The model can call these tools directly. No extra configuration is required.
Tool filtering
To limit which tools a server exposes, edit ~/.config/koda/mcp.json manually
or use koda config (future release). Example snippet:
{
"playwright": {
"transport": "stdio",
"command": "npx",
"args": ["-y", "@playwright/mcp"],
"enabled_tools": ["navigate", "click", "screenshot"]
}
}
enabled_tools is an allowlist; disabled_tools is a denylist. If both are
set, enabled_tools wins.
Transport reference
| Transport | How it works | When to use |
|---|---|---|
stdio | Koda spawns a child process and communicates over stdin/stdout | Local tools, CLI-wrapped servers |
http | Koda connects to a running HTTP endpoint (MCP 2025-03-26 spec) | Remote or shared servers, cloud APIs |
Timeouts
| Setting | Default | Description |
|---|---|---|
startup_timeout_sec | 30 s | Time allowed for the server to respond to initialize |
tool_timeout_sec | 120 s | Time allowed for a single tool call to complete |
Persistence
MCP server configs are stored in the local SQLite keystore (~/.local/share/koda/koda.db)

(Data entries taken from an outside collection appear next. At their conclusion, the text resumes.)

//! Per-row transformation of one CSV column.
//!
//! Mirrors how the host engine calls the UDF: once per row, with an empty
//! cell standing in for SQL NULL. Absent results are written as empty cells.

use std::fs::File;
use std::io::{self, BufReader, BufWriter, Read, Write};
use std::path::Path;

use anyhow::{Context, Result, anyhow, bail};
use csv::{ReaderBuilder, StringRecord, WriterBuilder};
use tracing::{info, info_span, trace, warn};
use textudf_transform::Operation;

use crate::logging::redact_value;

/// Options for a CSV column transform.
#[derive(Debug, Clone)]
pub struct CsvOptions {
    /// Source column name (exact match first, then ASCII case-insensitive).
    pub column: String,
    /// Operation applied to every cell.
    pub operation: Operation,
    /// Write results to this new column instead of replacing the source.
    pub target: Option<String>,
    /// Field delimiter for both input and output.
    pub delimiter: u8,
}

impl CsvOptions {
    pub fn new(column: impl Into<String>, operation: Operation) -> Self {
        Self {
            column: column.into(),
            operation,
            target: None,
            delimiter: b',',
        }
    }

    #[must_use]
    pub fn with_target(mut self, target: Option<String>) -> Self {
        self.target = target;
        self
    }

    #[must_use]
    pub fn with_delimiter(mut self, delimiter: u8) -> Self {
        self.delimiter = delimiter;
        self
    }
}

/// Counts reported after a CSV transform.
#[derive(Debug, Clone, Copy, Default, PartialEq, Eq)]
pub struct CsvSummary {
    /// Data rows processed.
    pub rows: usize,
    /// Rows whose input cell was empty.
    pub null_inputs: usize,
    /// Rows whose result was absent.
    pub null_outputs: usize,
    /// Rows whose result differs from the input.
    pub changed: usize,
}

/// Resolve a header name, preferring an exact match.
fn find_column(headers: &StringRecord, name: &str) -> Option<usize> {
    headers
        .iter()
        .position(|header| header == name)
        .or_else(|| {
            headers
                .iter()
                .position(|header| header.eq_ignore_ascii_case(name))
        })
}

/// Transform one column of a headed CSV stream.
///
/// Rows shorter than the header are padded with empty cells. Rows longer
/// than the header keep their extra fields; a target column is inserted
/// right after the header-width fields, ahead of the extras.
///
/// # Errors
///
/// Returns an error if the column does not exist, the target column already
/// exists, or reading / writing CSV fails.
pub fn transform_csv<R: Read, W: Write>(
    reader: R,
    writer: W,
    options: &CsvOptions,
) -> Result<CsvSummary> {
    let span = info_span!("csv", column = %options.column, operation = %options.operation);
    let _guard = span.enter();

    let mut reader = ReaderBuilder::new()
        .delimiter(options.delimiter)
        .flexible(true)
        .from_reader(reader);
    let mut writer = WriterBuilder::new()
        .delimiter(options.delimiter)
        .flexible(true)
        .from_writer(writer);

    let mut headers = reader.headers().context("read CSV header")?.clone();
    let source = find_column(&headers, &options.column).ok_or_else(|| {
        anyhow!(
            "column '{}' not found (available: {})",
            options.column,
            headers.iter().collect::<Vec<_>>().join(", ")
        )
    })?;
    let width = headers.len();
    let destination = match &options.target {
        Some(target) => {
            if find_column(&headers, target).is_some() {
                bail!("target column '{target}' already exists");
            }
            headers.push_field(target);
            width
        }
        None => source,
    };
    writer.write_record(&headers).context("write CSV header")?;

    let mut summary = CsvSummary::default();
    for (index, record) in reader.records().enumerate() {
        let record = record.with_context(|| format!("read CSV row {}", index + 1))?;
        if record.len() != width {
            warn!(row = index + 1, fields = record.len(), expected = width, "row length mismatch");
        }
        let mut fields: Vec<&str> = record.iter().collect();
        if fields.len() < width {
            fields.resize(width, "");
        }

        let input = Some(fields[source]).filter(|value| !value.is_empty());
        let output = input.and_then(|value| options.operation.apply(value));
        trace!(
            row = index + 1,
            input = input.map(redact_value),
            output = output.as_deref().map(redact_value),
            "transformed cell"
        );

        summary.rows += 1;
        if input.is_none() {
            summary.null_inputs += 1;
        }
        if output.is_none() {
            summary.null_outputs += 1;
        }
        if output.as_deref() != input {
            summary.changed += 1;
        }

        let cell = output.as_deref().unwrap_or("");
        if destination == width {
            fields.insert(width, cell);
        } else {
            fields[destination] = cell;
        }
        writer.write_record(&fields).context("write CSV row")?;
    }
    writer.flush().context("flush CSV output")?;

    info!(
        rows = summary.rows,
        changed = summary.changed,
        null_outputs = summary.null_outputs,
        "transformed column"
    );
    Ok(summary)
}

/// Transform a CSV file, writing to `output` or stdout.
///
/// # Errors
///
/// Returns an error if either file cannot be opened or the transform fails.
pub fn transform_csv_file(
    input: &Path,
    output: Option<&Path>,
    options: &CsvOptions,
) -> Result<CsvSummary> {
    let reader = BufReader::new(
        File::open(input).with_context(|| format!("open {}", input.display()))?,
    );
    match output {
        Some(path) => {
            let file = File::create(path).with_context(|| format!("create {}", path.display()))?;
            transform_csv(reader, BufWriter::new(file), options)
        }
        None => transform_csv(reader, io::stdout().lock(), options),
    }
}

#[cfg(test)]
mod tests {
    use super::*;

    fn run(input: &str, options: &CsvOptions) -> (String, CsvSummary) {
        let mut out = Vec::new();
        let summary = transform_csv(input.as_bytes(), &mut out, options).unwrap();
        (String::from_utf8(out).unwrap(), summary)
    }

    #[test]
    fn replaces_column_in_place() {
        let options = CsvOptions::new("name", Operation::Clean);
        let (output, summary) = run("id,name\n1,  ada  LOVELACE\n2,\n", &options);

        assert_eq!(output, "id,name\n1,Ada Lovelace\n2,\n");
        assert_eq!(summary.rows, 2);
        assert_eq!(summary.null_inputs, 1);
        assert_eq!(summary.null_outputs, 1);
        assert_eq!(summary.changed, 1);
    }

    #[test]
    fn writes_to_new_column() {
        let options =
            CsvOptions::new("EMAIL", Operation::MaskEmail).with_target(Some("masked".to_string()));
        let (output, _) = run("email\nuser@example.com\n", &options);

        assert_eq!(output, "email,masked\nuser@example.com,u**r@e*****e.com\n");
    }

    #[test]
    fn short_rows_are_padded() {
        let options = CsvOptions::new("b", Operation::Upper);
        let (output, _) = run("a,b\nx\n", &options);

        assert_eq!(output, "a,b\nx,\n");
    }

    #[test]
    fn long_rows_keep_extra_fields() {
        let options = CsvOptions::new("b", Operation::Upper);
        let (output, _) = run("a,b\nx,y,z\n", &options);
        assert_eq!(output, "a,b\nx,Y,z\n");

        let options =
            CsvOptions::new("a", Operation::Upper).with_target(Some("upper".to_string()));
        let (output, _) = run("a,b\nx,y,z\nw\n", &options);
        assert_eq!(output, "a,b,upper\nx,y,X,z\nw,,W\n");
    }

    #[test]
    fn missing_column_is_an_error() {
        let options = CsvOptions::new("phone", Operation::MaskPhone);
        let error = transform_csv("id,name\n1,a\n".as_bytes(), Vec::new(), &options).unwrap_err();

        assert!(error.to_string().contains("column 'phone' not found"));
    }

    #[test]
    fn existing_target_is_an_error() {
        let options =
            CsvOptions::new("a", Operation::Upper).with_target(Some("B".to_string()));
        let error = transform_csv("a,b\nx,y\n".as_bytes(), Vec::new(), &options).unwrap_err();

        assert!(error.to_string().contains("already exists"));
    }
}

under the mcp: key prefix. They survive session restarts and are loaded
automatically on each startup.
Server-supplied instructions
The MCP spec lets each server return a free-form instructions string in
its initialize response telling the model how to use it best — for
example, “Prefer locator-based queries over CSS selectors” for a
Playwright server, or “Always use parameterized queries” for a Postgres
server.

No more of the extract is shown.